■ ASSIGNMENT: Go through the entries below and return every line that contains "bool".

■ INFORMATION SUPPLIED:

[Start of Attachment]

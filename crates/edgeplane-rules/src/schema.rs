//! Workflow input schemas.
//!
//! A workflow's `input_schema` maps each required key to a typed node:
//!
//! ```yaml
//! input_schema:
//!   name: { type: string }
//!   mgmt:
//!     type: object
//!     properties:
//!       gateway: { type: ipv4 }
//!       subnet:  { type: cidrv4 }
//!   dns:
//!     type: array
//!     items: { type: ipaddress }
//! ```
//!
//! Every key is required. Validation collects every violation; it never
//! stops at the first one.

use serde_json::{Map, Value};

use crate::net;

/// Leaf value types.
#[derive(Debug, Clone, Copy, PartialEq, Eq)]
pub enum ScalarType {
    String,
    Integer,
    IpAddress,
    Ipv4,
    Ipv6,
    Cidr,
    CidrV4,
    CidrV6,
}

impl ScalarType {
    fn from_name(name: &str) -> Option<Self> {
        Some(match name {
            "string" => ScalarType::String,
            "integer" => ScalarType::Integer,
            "ipaddress" => ScalarType::IpAddress,
            "ipv4" => ScalarType::Ipv4,
            "ipv6" => ScalarType::Ipv6,
            "cidr" => ScalarType::Cidr,
            "cidrv4" => ScalarType::CidrV4,
            "cidrv6" => ScalarType::CidrV6,
            _ => return None,
        })
    }

    fn name(self) -> &'static str {
        match self {
            ScalarType::String => "string",
            ScalarType::Integer => "integer",
            ScalarType::IpAddress => "ipaddress",
            ScalarType::Ipv4 => "ipv4",
            ScalarType::Ipv6 => "ipv6",
            ScalarType::Cidr => "cidr",
            ScalarType::CidrV4 => "cidrv4",
            ScalarType::CidrV6 => "cidrv6",
        }
    }

    /// Syntax check for address types; `None` for plain strings and integers.
    fn accepts(self, text: &str) -> Option<bool> {
        match self {
            ScalarType::String | ScalarType::Integer => None,
            ScalarType::IpAddress => Some(net::is_ip(text)),
            ScalarType::Ipv4 => Some(net::is_ipv4(text)),
            ScalarType::Ipv6 => Some(net::is_ipv6(text)),
            ScalarType::Cidr => Some(net::is_cidr(text)),
            ScalarType::CidrV4 => Some(net::is_cidrv4(text)),
            ScalarType::CidrV6 => Some(net::is_cidrv6(text)),
        }
    }

    fn noun(self) -> &'static str {
        match self {
            ScalarType::IpAddress => "IP address",
            ScalarType::Ipv4 => "IPv4 address",
            ScalarType::Ipv6 => "IPv6 address",
            ScalarType::Cidr => "CIDR",
            ScalarType::CidrV4 => "IPv4 CIDR",
            ScalarType::CidrV6 => "IPv6 CIDR",
            ScalarType::String | ScalarType::Integer => self.name(),
        }
    }

    fn check(self, value: Option<&Value>, path: &str, out: &mut Vec<String>) {
        if self == ScalarType::Integer {
            if !value.is_some_and(|v| v.is_i64() || v.is_u64()) {
                out.push(format!(
                    "Missing or invalid required value of type integer: {path}"
                ));
            }
            return;
        }

        let Some(text) = value.and_then(Value::as_str) else {
            out.push(format!(
                "Missing required value of type {}: {path}",
                self.name()
            ));
            return;
        };
        if self.accepts(text) == Some(false) {
            out.push(format!(
                "The value \"{text}\" for key {path} is not a valid {}.",
                self.noun()
            ));
        }
    }
}

/// A defect in the schema document itself.
#[derive(Debug, Clone, PartialEq, Eq)]
pub enum SchemaFault {
    NotMapping,
    MissingType,
    MissingProperties,
    MissingItems,
    UnknownType(String),
}

impl SchemaFault {
    fn message(&self, path: &str) -> String {
        match self {
            SchemaFault::NotMapping => format!("Bad input_schema; expected a mapping for key: {path}"),
            SchemaFault::MissingType => format!("Bad input_schema; missing type for key: {path}"),
            SchemaFault::MissingProperties => {
                format!("Bad input_schema; missing properties for key: {path}")
            }
            SchemaFault::MissingItems => format!("Bad input_schema; missing items for key: {path}"),
            SchemaFault::UnknownType(t) => format!("Unknown schema type {t} for key: {path}"),
        }
    }
}

#[derive(Debug, Clone, PartialEq)]
pub enum SchemaNode {
    Object(Schema),
    Array(Box<SchemaNode>),
    Scalar(ScalarType),
    Malformed(SchemaFault),
}

impl SchemaNode {
    pub fn parse(value: &Value) -> Self {
        let Some(map) = value.as_object() else {
            return SchemaNode::Malformed(SchemaFault::NotMapping);
        };
        let Some(type_name) = map.get("type").and_then(Value::as_str) else {
            return SchemaNode::Malformed(SchemaFault::MissingType);
        };
        match type_name {
            "object" => match map.get("properties").and_then(Value::as_object) {
                Some(properties) => SchemaNode::Object(Schema::from_map(properties)),
                None => SchemaNode::Malformed(SchemaFault::MissingProperties),
            },
            "array" => match map.get("items") {
                Some(items) => SchemaNode::Array(Box::new(SchemaNode::parse(items))),
                None => SchemaNode::Malformed(SchemaFault::MissingItems),
            },
            other => match ScalarType::from_name(other) {
                Some(scalar) => SchemaNode::Scalar(scalar),
                None => SchemaNode::Malformed(SchemaFault::UnknownType(other.to_string())),
            },
        }
    }

    fn check(&self, value: Option<&Value>, path: &str, out: &mut Vec<String>) {
        match self {
            SchemaNode::Malformed(fault) => out.push(fault.message(path)),
            SchemaNode::Scalar(scalar) => scalar.check(value, path, out),
            SchemaNode::Object(schema) => {
                let nested = value.and_then(Value::as_object);
                if nested.is_none() {
                    out.push(format!("Missing required object: {path}"));
                }
                // Still walk the properties so a missing object reports
                // at least as much as a present but empty one.
                schema.check(nested, &format!("{path}."), out);
            }
            SchemaNode::Array(items) => {
                let Some(elements) = value.and_then(Value::as_array) else {
                    out.push(format!("Missing required list: {path}"));
                    return;
                };
                match items.as_ref() {
                    SchemaNode::Array(_) => {
                        out.push(format!("Arrays of arrays not allowed: {path}"));
                    }
                    SchemaNode::Malformed(fault) => out.push(fault.message(&format!("{path}.items"))),
                    item => {
                        for (i, element) in elements.iter().enumerate() {
                            item.check(Some(element), &format!("{path}[{i}]"), out);
                        }
                    }
                }
            }
        }
    }
}

/// The set of required keys at one level of the payload.
#[derive(Debug, Clone, Default, PartialEq)]
pub struct Schema {
    fields: Vec<(String, SchemaNode)>,
}

impl Schema {
    pub fn from_map(map: &Map<String, Value>) -> Self {
        let mut fields: Vec<_> = map
            .iter()
            .map(|(key, node)| (key.clone(), SchemaNode::parse(node)))
            .collect();
        fields.sort_by(|a, b| a.0.cmp(&b.0));
        Self { fields }
    }

    pub fn is_empty(&self) -> bool {
        self.fields.is_empty()
    }

    /// Validate a payload; a non-mapping payload is treated as empty.
    pub fn validate(&self, payload: &Value) -> Vec<String> {
        let mut out = Vec::new();
        self.check(payload.as_object(), "", &mut out);
        out
    }

    fn check(&self, input: Option<&Map<String, Value>>, prefix: &str, out: &mut Vec<String>) {
        for (key, node) in &self.fields {
            let value = input.and_then(|map| map.get(key)).filter(|v| !v.is_null());
            node.check(value, &format!("{prefix}{key}"), out);
        }
    }
}

/// Validate `payload` against an optional `input_schema` stanza.
pub fn validate_input(schema: Option<&Value>, payload: &Value) -> Vec<String> {
    match schema {
        None | Some(Value::Null) => Vec::new(),
        Some(Value::Object(map)) => Schema::from_map(map).validate(payload),
        Some(_) => vec!["Bad input_schema; expected a mapping".to_string()],
    }
}

#[cfg(test)]
mod tests {
    use super::*;
    use serde_json::json;

    fn network_schema() -> Value {
        json!({
            "name": { "type": "string" },
            "replicas": { "type": "integer" },
            "mgmt": {
                "type": "object",
                "properties": {
                    "gateway": { "type": "ipv4" },
                    "subnet": { "type": "cidrv4" },
                }
            },
            "dns": { "type": "array", "items": { "type": "ipaddress" } },
            "hosts": {
                "type": "array",
                "items": {
                    "type": "object",
                    "properties": { "addr": { "type": "ipv6" } }
                }
            },
        })
    }

    fn valid_payload() -> Value {
        json!({
            "name": "edge-a",
            "replicas": 3,
            "mgmt": { "gateway": "10.0.0.1", "subnet": "10.0.0.0/24" },
            "dns": ["8.8.8.8", "2001:4860:4860::8888"],
            "hosts": [ { "addr": "::1" }, { "addr": "fe80::2" } ],
        })
    }

    #[test]
    fn valid_payload_has_no_violations() {
        let v = validate_input(Some(&network_schema()), &valid_payload());
        assert!(v.is_empty(), "unexpected violations: {v:?}");
    }

    #[test]
    fn absent_schema_accepts_anything() {
        assert!(validate_input(None, &json!({"x": 1})).is_empty());
    }

    #[test]
    fn violations_carry_dotted_and_indexed_paths() {
        let payload = json!({
            "name": 7,
            "replicas": "three",
            "mgmt": { "gateway": "10.0.0.300", "subnet": "10.0.0.0/33" },
            "dns": ["8.8.8.8", "dns.google"],
            "hosts": [ { "addr": "::1" }, { "addr": "1.2.3.4" } ],
        });
        let v = validate_input(Some(&network_schema()), &payload);
        assert_eq!(
            v,
            vec![
                "The value \"dns.google\" for key dns[1] is not a valid IP address.".to_string(),
                "The value \"1.2.3.4\" for key hosts[1].addr is not a valid IPv6 address.".to_string(),
                "The value \"10.0.0.300\" for key mgmt.gateway is not a valid IPv4 address.".to_string(),
                "The value \"10.0.0.0/33\" for key mgmt.subnet is not a valid IPv4 CIDR.".to_string(),
                "Missing required value of type string: name".to_string(),
                "Missing or invalid required value of type integer: replicas".to_string(),
            ]
        );
    }

    #[test]
    fn missing_object_also_reports_its_properties() {
        let v = validate_input(Some(&network_schema()), &json!({}));
        assert!(v.contains(&"Missing required object: mgmt".to_string()));
        assert!(v.contains(&"Missing required value of type ipv4: mgmt.gateway".to_string()));
        assert!(v.contains(&"Missing required list: dns".to_string()));
        assert_eq!(v.len(), 7);
    }

    #[test]
    fn removing_fields_never_reduces_violation_count() {
        let schema = network_schema();
        let mut payload = json!({
            "name": "edge-a",
            "replicas": 3,
            "mgmt": {},
            "dns": [],
            "hosts": [],
        });
        let mut previous = validate_input(Some(&schema), &payload).len();
        for key in ["mgmt", "name", "dns", "replicas", "hosts"] {
            payload.as_object_mut().unwrap().remove(key);
            let now = validate_input(Some(&schema), &payload).len();
            assert!(now >= previous, "removing {key} went from {previous} to {now}");
            previous = now;
        }
    }

    #[test]
    fn removing_an_object_reports_every_property_as_missing() {
        let schema = network_schema();
        let mut payload = valid_payload();
        payload["mgmt"] = json!({ "gateway": "10.0.0.300", "subnet": "10.0.0.0/33" });
        let present = validate_input(Some(&schema), &payload);
        assert_eq!(present.len(), 2);

        payload.as_object_mut().unwrap().remove("mgmt");
        let removed = validate_input(Some(&schema), &payload);
        assert_eq!(
            removed,
            vec![
                "Missing required object: mgmt".to_string(),
                "Missing required value of type ipv4: mgmt.gateway".to_string(),
                "Missing required value of type cidrv4: mgmt.subnet".to_string(),
            ]
        );
        assert!(removed.len() >= present.len());
    }

    #[test]
    fn removing_a_list_reports_it_once() {
        let schema = network_schema();
        let mut payload = valid_payload();

        // One bad element: removal does not lower the count.
        payload["dns"] = json!(["8.8.8.8", "dns.google"]);
        assert_eq!(validate_input(Some(&schema), &payload).len(), 1);
        let mut without = payload.clone();
        without.as_object_mut().unwrap().remove("dns");
        assert_eq!(
            validate_input(Some(&schema), &without),
            vec!["Missing required list: dns".to_string()]
        );

        // Per-element faults are not carried over to the missing list, so
        // dropping a list with several bad elements reports fewer.
        payload["dns"] = json!(["dns.google", "resolver", "8.8.8.8"]);
        assert_eq!(validate_input(Some(&schema), &payload).len(), 2);
        assert_eq!(validate_input(Some(&schema), &without).len(), 1);
    }

    #[test]
    fn schema_defects_are_reported_not_fatal() {
        let schema = json!({
            "a": { "type": "object" },
            "b": { "type": "array" },
            "c": { "kind": "string" },
            "d": { "type": "float" },
            "e": { "type": "array", "items": { "type": "array", "items": { "type": "string" } } },
            "f": "string",
            "g": { "type": "array", "items": { "type": "matrix" } },
        });
        let payload = json!({ "e": [[1]], "g": [1, 2] });
        let v = validate_input(Some(&schema), &payload);
        assert_eq!(
            v,
            vec![
                "Bad input_schema; missing properties for key: a".to_string(),
                "Bad input_schema; missing items for key: b".to_string(),
                "Bad input_schema; missing type for key: c".to_string(),
                "Unknown schema type float for key: d".to_string(),
                "Arrays of arrays not allowed: e".to_string(),
                "Bad input_schema; expected a mapping for key: f".to_string(),
                "Unknown schema type matrix for key: g.items".to_string(),
            ]
        );
    }

    #[test]
    fn null_values_count_as_missing() {
        let schema = json!({ "name": { "type": "string" } });
        assert_eq!(validate_input(Some(&schema), &json!({ "name": null })).len(), 1);
    }

    #[test]
    fn non_mapping_schema_is_one_violation() {
        let v = validate_input(Some(&json!(["x"])), &json!({}));
        assert_eq!(v, vec!["Bad input_schema; expected a mapping".to_string()]);
    }
}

[End of Attachment]

■ OUTPUT:
    fn accepts(self, text: &str) -> Option<bool> {
    pub fn is_empty(&self) -> bool {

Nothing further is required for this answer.